Wajahnya yang sudah mulai terlihat keriput itu nampak sayu. Bagai menyimpan kesedihan yang mendalam.

"Tapi ibu?"

"Ibumu akan baik-baik saja." Kepala ayah terangkat melihat jam dinding. "Sudah mau jam 5. Kamu siap-siap sana, ayah juga mau siapin perlengkapan ayah nanti malam." Ayah bangkit berdiri, dan melangkah menuju meja tempat dia meletakkan teko tadi.

"Kamu belum siap-siap?" Tiba-tiba saja ibu keluar dari dalam kamar dengan mata melotot ke arahku.

Aku merapatkan posisi dudukku pada sofa usang itu.

Biarpun sekarang aku sudah 18 tahun, tapi nyaliku tetap ciut bila berhadapan dengan ibu.

"Bu, bo-bo-boleh nggak Sandra tidur disini aja? Sandra malu sama orang-orang sini." Ku beranikan diri meminta pada ibu untuk tetap disini.

Namun siapa sangka ibu langsung mendekatiku, dan menyeret ku ke dalam kamar tidurku.

"Sini kamu!" Dia menghempaskan tubuhku pada bibir ranjang dengan kasar.

Dan setelahnya, wanita yang sudah berdandan cantik dengan dasternya yang baru ku lihat itu beralih membuka pintu lemari milikku.

Dia mengambil pakaianku secara acak sehingga membuat pakaianku yang lain berjatuhan di lantai kamar.

"Cepat isi pakainmu kedalam tas, dan pergi ke rumah bibimu." Dia melemparkan pakaian itu ke wajahku tanpa menoleh. "Sekalian bawa sama selimut mu," imbuhnya lagi.

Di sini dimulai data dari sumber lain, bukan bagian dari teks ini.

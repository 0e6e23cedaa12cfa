use std::sync::Arc;

use crate::config::Config;
use crate::provider::RenderProvider;

/// Shared application state injected into all route handlers via Axum extractors.
#[derive(Clone)]
pub struct AppState {
    pub config: Config,
    /// Read-only provider handle built once at startup. Tests swap in a stub.
    pub provider: Arc<dyn RenderProvider>,
}
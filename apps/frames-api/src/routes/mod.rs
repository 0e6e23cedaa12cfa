pub mod health;

use axum::{
    http::{header, Method},
    routing::{get, post},
    Router,
};
use tower_http::cors::{Any, CorsLayer};

use crate::frames::handlers;
use crate::state::AppState;

pub fn build_router(state: AppState) -> Router {
    Router::new()
        .route("/health", get(health::health_handler))
        .route(
            "/api/generate-frames",
            post(handlers::handle_generate_frames)
                .options(handlers::handle_preflight)
                .fallback(handlers::handle_method_not_allowed),
        )
        .with_state(state)
        .layer(cors_layer())
}

/// Wildcard origin, POST and OPTIONS, `content-type` request header.
fn cors_layer() -> CorsLayer {
    CorsLayer::new()
        .allow_origin(Any)
        .allow_methods([Method::POST, Method::OPTIONS])
        .allow_headers([header::CONTENT_TYPE])
}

"Cepat! Kenapa hanya liat ibu?"

"Sandra mau tidur disini aja, Bu."

"Nggak boleh! Kamu harus menginap di tempat Wati," tolaknya tegas.

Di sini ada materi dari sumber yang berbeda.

use anyhow::{bail, Context, Result};

use crate::frames::pipeline::RenderMode;

const DEFAULT_CLOUDINARY_API_BASE: &str = "https://api.cloudinary.com/v1_1";

/// Rendering provider account settings.
///
/// Every field is optional: missing credentials are reported by the first
/// provider call, not at startup.
#[derive(Debug, Clone, Default)]
pub struct CloudinaryConfig {
    pub cloud_name: Option<String>,
    pub api_key: Option<String>,
    pub api_secret: Option<String>,
    pub api_base: String,
}

/// Application configuration loaded from environment variables.
#[derive(Debug, Clone)]
pub struct Config {
    pub cloudinary: CloudinaryConfig,
    pub render_mode: RenderMode,
    /// Include the error source chain as `details` in failure bodies.
    pub expose_error_details: bool,
    pub port: u16,
    pub rust_log: String,
}

impl Config {
    pub fn from_env() -> Result<Self> {
        dotenvy::dotenv().ok(); // load .env if present; ignore if missing

        Ok(Config {
            cloudinary: CloudinaryConfig {
                cloud_name: optional_env("CLOUDINARY_CLOUD_NAME"),
                api_key: optional_env("CLOUDINARY_API_KEY"),
                api_secret: optional_env("CLOUDINARY_API_SECRET"),
                api_base: optional_env("CLOUDINARY_API_BASE")
                    .unwrap_or_else(|| DEFAULT_CLOUDINARY_API_BASE.to_string()),
            },
            render_mode: optional_env("FRAME_RENDER_MODE")
                .map(|v| v.parse::<RenderMode>())
                .transpose()
                .context("FRAME_RENDER_MODE must be 'sequential' or 'concurrent'")?
                .unwrap_or_default(),
            expose_error_details: optional_env("EXPOSE_ERROR_DETAILS")
                .map(|v| parse_flag(&v))
                .transpose()
                .context("EXPOSE_ERROR_DETAILS must be a boolean")?
                .unwrap_or(true),
            port: std::env::var("PORT")
                .unwrap_or_else(|_| "8080".to_string())
                .parse::<u16>()
                .context("PORT must be a valid port number")?,
            rust_log: std::env::var("RUST_LOG").unwrap_or_else(|_| "info".to_string()),
        })
    }
}

/// Reads an env var, treating blank values the same as unset ones.
fn optional_env(key: &str) -> Option<String> {
    std::env::var(key)
        .ok()
        .map(|v| v.trim().to_string())
        .filter(|v| !v.is_empty())
}

fn parse_flag(value: &str) -> Result<bool> {
    match value.to_ascii_lowercase().as_str() {
        "1" | "true" | "yes" | "on" => Ok(true),
        "0" | "false" | "no" | "off" => Ok(false),
        other => bail!("unrecognised boolean '{other}'"),
    }
}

Perkataannya bagaikan sebuah perintah yang harus dilakukan tanpa boleh menolak.

Watak ibu yang keras membuatku takut untuk membantah.

Ku turuti perintahnya. Ku raih tas sekolah yang tergantung di balik pintu kamar, dan memasukan satu persatu pakaian yang tadi ia lempar, dan tak lupa juga selimut.

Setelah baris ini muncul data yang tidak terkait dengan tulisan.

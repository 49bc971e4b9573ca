use std::str::FromStr;

use anyhow::Result;
use dotenvy::dotenv;
use serde::Deserialize;
use sqlx::postgres::PgConnectOptions;

use crate::error::DirectoryError;

/// Configuration for the application
#[derive(Debug, Deserialize)]
pub struct Config {
    /// Full connection URL; when set it wins over the individual fields
    #[serde(default)]
    pub database_url: Option<String>,
    #[serde(default = "default_host")]
    pub db_host: String,
    #[serde(default = "default_port")]
    pub db_port: u16,
    #[serde(default = "default_name")]
    pub db_name: String,
    #[serde(default = "default_user")]
    pub db_user: String,
    #[serde(default)]
    pub db_password: Option<String>,
}

fn default_host() -> String {
    "localhost".to_string()
}

fn default_port() -> u16 {
    5432
}

fn default_name() -> String {
    "clients_db".to_string()
}

fn default_user() -> String {
    "postgres".to_string()
}

impl Config {
    /// Load configuration from environment variables
    ///
    /// This function will:
    /// 1. Load variables from .env file if it exists
    /// 2. Deserialize environment variables into Config struct
    pub fn load() -> Result<Self> {
        dotenv().ok();

        let config = envy::from_env::<Config>()?;

        Ok(config)
    }

    /// Replace the connection URL, e.g. from a command line flag
    pub fn with_database_url(mut self, url: Option<String>) -> Self {
        if url.is_some() {
            self.database_url = url;
        }
        self
    }

    /// Build connection options for the single directory connection
    pub fn connect_options(&self) -> Result<PgConnectOptions, DirectoryError> {
        if let Some(url) = &self.database_url {
            return PgConnectOptions::from_str(url)
                .map_err(|e| DirectoryError::Config(format!("invalid DATABASE_URL: {}", e)));
        }

        let mut options = PgConnectOptions::new()
            .host(&self.db_host)
            .port(self.db_port)
            .database(&self.db_name)
            .username(&self.db_user);

        if let Some(password) = &self.db_password {
            options = options.password(password);
        }

        Ok(options)
    }
}

/// Initialize environment variables and load configuration
pub fn init() -> Result<Config> {
    dotenv().ok();

    let config = Config::load()?;

    Ok(config)
}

Mau sampai kapan aku terus begini?

Apa sampai aku dewasa nanti?

Aku sama sekali tak tau apa alasan ayah, dan ibu yang memaksaku mengungsi di rumah bibi Wati setiap hari kamis.

Aku hanya boleh pulang saat pagi mendatang untuk mengambil perlengkapan sekolahku.

Setelahnya aku akan berada di rumah bibi hingga hari Minggu sore juga.

Makin kesini aku semakin penasaran. Aku merasa ada yang di sembunyikan dariku.

Tapi apa?

Apa aku perlu mencari taunya?

"Dek, jangan marah-marah sama Sandra. Kasihan dia." Ayah tiba-tiba datang, dan berdiri di pintu kamar.

"Halah! Kamu itu terlalu manjain anak, makanya sekarang dia berani bantah." Bibir bergincu merah itu berucap ketus.

"Kalau mau berangkat ke kebun, jangan lupa ajak Sandra sekalian keluar dari rumah. Pastikan dia juga pergi dari rumah saat kamu berangkat," titahnya sembari melangkah keluar.

"Ayah, ini sebenarnya ada apa? Apa yang kalian sembunyikan dari Sandra?"

"Nggak ada apa-apa. Lebih baik sekarang kamu bersiap-siap. Ayah mau berangkat sekarang. Kamu dengarkan ucapan ibumu tadi?"

Dalam kekecewaan aku mengangguk patuh, dan berjalan gontai mengikuti langkah ayah.

___

"Mau nginep di rumahnya Wati lagi, ya, San?" sapa Bu Mira, tetangga depan rumah.

Aku tak menjawab karena mereka sudah tau pasti jawabannya.

Terdengar suara ibu-ibu yang berbisik-bisik membicarakan kebiasaan keluarga kami yang aneh.

"Setiap hari kamis pasti si Sandra, dan ayahnya nggak nginap di rumah. Terus ibunya sendirian di rumah?" Suara seseibu yang tak ku kenal.

Aku tak berani menoleh kebelakang karena hanya tatapan sinis yang ku dapatkan.

"Eh, ibunya nggak sendirian di rumah. Aku sering liat pamannya Sandra datang kalau hari sudah gelap. Aku juga pernah liat pamannya itu cuman pake handuk aja di dalam sana. Padahal' kan nggak ada abangnya. Kok dia berani bertandang kesana," sahut Bu Mira.

Ucapannya membuatku bingung.

Paman yang mana?

Apa paman Tejo, adik ayah itu yang bertandang ke rumah?

Tapi kenapa dia datang saat hanya ibu sendiri di rumah?

Apa jangan-jangan?

Aku langsung menepis pikiran buruk yang tiba-tiba saja muncul tanpa permisi.

Apa lagi mendengar ucapan Bu Mira yang mengatakan paman hanya mengenakan handuk saja di dalam sana.

Aku bukan anak kecil yang bodoh lagi.

Walaupun pergaulan ku masih di bilang wajar, tapi zaman yang modern membuatku bisa menebak apa yang Paman, dan ibu lakukan.

Semoga saja ini hanya dugaanku.

Aku akan kembali nanti malam untuk membuktikan ucapan Bu Mira tadi.

Apa benar paman datang atau tidak. Akan ku buktikan malam ini.